■ Problem details
Among the entries below, tally each line containing "Consulting"; respond with the total only.
──────
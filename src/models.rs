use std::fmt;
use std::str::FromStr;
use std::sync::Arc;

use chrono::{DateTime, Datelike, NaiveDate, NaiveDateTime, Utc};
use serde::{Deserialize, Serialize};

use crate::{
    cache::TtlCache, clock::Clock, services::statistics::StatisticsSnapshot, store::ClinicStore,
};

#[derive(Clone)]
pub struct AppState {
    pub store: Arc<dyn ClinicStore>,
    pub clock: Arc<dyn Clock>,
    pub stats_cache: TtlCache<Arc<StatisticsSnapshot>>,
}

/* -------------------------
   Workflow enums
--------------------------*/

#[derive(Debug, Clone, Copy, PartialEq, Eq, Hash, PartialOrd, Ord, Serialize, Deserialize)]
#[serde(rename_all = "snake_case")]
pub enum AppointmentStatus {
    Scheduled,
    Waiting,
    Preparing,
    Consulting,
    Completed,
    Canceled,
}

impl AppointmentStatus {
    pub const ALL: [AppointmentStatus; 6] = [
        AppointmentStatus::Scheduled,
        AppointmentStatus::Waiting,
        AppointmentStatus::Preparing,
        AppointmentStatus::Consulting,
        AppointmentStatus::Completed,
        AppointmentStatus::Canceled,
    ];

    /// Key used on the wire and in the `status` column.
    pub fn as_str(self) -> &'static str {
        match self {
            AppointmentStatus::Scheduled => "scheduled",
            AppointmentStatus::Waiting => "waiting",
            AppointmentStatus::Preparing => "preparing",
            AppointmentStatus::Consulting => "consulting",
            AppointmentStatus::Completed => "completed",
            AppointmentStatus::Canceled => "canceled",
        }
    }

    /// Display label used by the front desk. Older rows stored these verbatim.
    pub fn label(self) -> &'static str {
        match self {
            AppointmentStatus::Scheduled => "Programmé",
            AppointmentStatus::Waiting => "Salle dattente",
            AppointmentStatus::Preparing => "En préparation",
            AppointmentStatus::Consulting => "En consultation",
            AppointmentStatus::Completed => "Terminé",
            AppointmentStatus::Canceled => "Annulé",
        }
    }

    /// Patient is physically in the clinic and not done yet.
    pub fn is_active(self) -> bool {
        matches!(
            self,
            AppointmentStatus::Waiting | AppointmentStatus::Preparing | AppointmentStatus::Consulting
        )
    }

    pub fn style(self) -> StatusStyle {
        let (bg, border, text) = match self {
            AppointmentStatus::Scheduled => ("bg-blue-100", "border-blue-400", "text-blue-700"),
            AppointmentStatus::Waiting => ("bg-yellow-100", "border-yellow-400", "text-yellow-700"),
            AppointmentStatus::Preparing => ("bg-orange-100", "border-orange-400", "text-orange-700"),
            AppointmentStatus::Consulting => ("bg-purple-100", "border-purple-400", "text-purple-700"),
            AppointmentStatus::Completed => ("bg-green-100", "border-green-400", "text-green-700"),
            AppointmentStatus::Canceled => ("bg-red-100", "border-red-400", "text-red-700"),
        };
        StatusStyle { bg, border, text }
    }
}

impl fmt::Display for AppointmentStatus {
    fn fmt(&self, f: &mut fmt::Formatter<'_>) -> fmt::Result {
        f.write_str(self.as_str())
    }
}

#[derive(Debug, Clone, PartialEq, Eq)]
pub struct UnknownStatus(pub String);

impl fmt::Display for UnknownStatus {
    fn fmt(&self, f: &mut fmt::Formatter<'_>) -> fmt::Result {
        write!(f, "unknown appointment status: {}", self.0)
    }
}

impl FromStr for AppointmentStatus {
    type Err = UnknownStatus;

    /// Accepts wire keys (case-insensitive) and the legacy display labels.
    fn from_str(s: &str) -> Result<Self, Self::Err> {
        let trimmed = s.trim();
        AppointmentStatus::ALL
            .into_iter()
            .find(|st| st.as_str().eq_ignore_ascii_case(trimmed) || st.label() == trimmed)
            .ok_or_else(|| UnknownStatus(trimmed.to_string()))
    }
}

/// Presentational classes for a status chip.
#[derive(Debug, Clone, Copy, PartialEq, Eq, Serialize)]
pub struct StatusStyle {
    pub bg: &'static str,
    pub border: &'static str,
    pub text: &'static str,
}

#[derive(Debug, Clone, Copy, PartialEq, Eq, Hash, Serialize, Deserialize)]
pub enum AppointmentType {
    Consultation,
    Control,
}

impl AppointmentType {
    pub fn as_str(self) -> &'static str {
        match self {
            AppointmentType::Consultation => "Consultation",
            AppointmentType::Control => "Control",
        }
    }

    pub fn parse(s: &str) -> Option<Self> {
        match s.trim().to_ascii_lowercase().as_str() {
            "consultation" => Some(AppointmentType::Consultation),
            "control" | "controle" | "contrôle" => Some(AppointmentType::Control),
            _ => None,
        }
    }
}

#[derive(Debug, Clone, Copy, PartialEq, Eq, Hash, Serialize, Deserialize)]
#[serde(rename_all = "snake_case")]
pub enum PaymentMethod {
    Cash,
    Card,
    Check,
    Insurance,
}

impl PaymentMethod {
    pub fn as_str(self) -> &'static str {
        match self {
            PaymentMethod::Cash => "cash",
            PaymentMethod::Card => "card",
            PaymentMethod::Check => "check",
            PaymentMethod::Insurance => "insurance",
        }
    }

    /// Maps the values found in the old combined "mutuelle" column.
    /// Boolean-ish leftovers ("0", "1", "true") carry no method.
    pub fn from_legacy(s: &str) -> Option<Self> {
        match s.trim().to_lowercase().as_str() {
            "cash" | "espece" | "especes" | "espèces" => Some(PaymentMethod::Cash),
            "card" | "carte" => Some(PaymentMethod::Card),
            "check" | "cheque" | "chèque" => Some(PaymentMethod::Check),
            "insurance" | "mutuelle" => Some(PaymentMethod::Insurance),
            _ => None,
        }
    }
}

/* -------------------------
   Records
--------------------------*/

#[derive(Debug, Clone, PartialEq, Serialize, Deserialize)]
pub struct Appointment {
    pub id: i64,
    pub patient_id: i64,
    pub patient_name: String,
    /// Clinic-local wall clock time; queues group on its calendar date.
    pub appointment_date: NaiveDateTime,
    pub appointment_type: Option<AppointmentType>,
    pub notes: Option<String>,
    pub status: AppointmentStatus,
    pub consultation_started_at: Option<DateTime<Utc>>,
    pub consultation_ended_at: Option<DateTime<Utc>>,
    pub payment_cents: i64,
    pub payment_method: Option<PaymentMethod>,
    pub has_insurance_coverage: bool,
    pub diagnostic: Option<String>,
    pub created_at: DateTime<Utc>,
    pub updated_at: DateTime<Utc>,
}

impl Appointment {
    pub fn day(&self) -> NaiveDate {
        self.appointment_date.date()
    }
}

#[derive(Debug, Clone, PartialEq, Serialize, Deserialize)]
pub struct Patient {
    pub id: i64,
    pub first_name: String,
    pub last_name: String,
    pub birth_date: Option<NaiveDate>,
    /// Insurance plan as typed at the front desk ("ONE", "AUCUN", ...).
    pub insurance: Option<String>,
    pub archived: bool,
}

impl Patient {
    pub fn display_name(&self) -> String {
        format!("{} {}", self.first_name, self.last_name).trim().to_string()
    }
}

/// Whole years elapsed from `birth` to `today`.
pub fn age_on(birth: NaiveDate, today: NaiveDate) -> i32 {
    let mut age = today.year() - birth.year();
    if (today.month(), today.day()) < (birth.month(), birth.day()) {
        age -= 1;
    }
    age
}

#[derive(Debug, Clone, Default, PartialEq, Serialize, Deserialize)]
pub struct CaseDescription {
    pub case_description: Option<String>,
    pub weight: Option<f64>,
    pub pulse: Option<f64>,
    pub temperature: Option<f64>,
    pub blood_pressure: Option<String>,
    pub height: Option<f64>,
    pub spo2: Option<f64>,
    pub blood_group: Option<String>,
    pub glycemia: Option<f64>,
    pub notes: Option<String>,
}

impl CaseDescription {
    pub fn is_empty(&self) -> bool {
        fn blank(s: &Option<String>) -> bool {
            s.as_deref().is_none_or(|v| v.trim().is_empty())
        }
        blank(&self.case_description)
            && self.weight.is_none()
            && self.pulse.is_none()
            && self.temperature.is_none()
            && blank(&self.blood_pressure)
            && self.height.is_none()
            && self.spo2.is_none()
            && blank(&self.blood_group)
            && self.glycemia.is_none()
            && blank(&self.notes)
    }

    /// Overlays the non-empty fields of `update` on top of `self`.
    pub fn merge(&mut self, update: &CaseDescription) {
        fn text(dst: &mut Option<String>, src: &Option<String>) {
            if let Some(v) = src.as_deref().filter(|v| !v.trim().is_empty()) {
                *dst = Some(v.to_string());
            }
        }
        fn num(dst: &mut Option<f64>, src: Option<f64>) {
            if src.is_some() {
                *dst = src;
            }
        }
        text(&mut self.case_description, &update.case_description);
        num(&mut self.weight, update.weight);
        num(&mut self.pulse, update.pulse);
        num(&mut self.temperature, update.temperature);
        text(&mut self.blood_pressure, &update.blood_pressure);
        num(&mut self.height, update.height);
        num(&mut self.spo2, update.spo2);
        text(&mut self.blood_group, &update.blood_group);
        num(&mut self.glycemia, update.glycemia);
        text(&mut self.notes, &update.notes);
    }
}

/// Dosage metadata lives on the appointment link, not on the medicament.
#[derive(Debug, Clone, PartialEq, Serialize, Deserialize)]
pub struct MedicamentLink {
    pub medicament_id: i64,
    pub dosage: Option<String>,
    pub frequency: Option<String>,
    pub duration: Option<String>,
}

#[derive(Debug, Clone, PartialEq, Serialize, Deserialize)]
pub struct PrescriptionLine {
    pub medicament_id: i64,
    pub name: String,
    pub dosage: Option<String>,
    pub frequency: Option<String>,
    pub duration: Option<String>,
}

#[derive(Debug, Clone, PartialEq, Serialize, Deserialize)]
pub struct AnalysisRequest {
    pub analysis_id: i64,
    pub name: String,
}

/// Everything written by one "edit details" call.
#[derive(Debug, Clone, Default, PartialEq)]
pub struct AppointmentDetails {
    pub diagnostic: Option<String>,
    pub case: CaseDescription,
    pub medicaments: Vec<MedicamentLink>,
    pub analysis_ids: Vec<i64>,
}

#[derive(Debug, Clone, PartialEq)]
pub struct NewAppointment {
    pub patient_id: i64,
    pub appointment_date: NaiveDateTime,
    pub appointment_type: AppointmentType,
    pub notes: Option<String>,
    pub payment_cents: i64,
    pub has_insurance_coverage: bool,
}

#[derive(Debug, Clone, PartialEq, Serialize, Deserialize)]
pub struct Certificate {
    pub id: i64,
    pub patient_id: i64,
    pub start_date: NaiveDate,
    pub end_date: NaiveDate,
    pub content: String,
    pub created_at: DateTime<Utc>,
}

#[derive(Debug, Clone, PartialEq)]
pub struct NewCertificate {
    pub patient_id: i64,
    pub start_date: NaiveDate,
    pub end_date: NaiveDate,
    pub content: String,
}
──────
■ Task output
6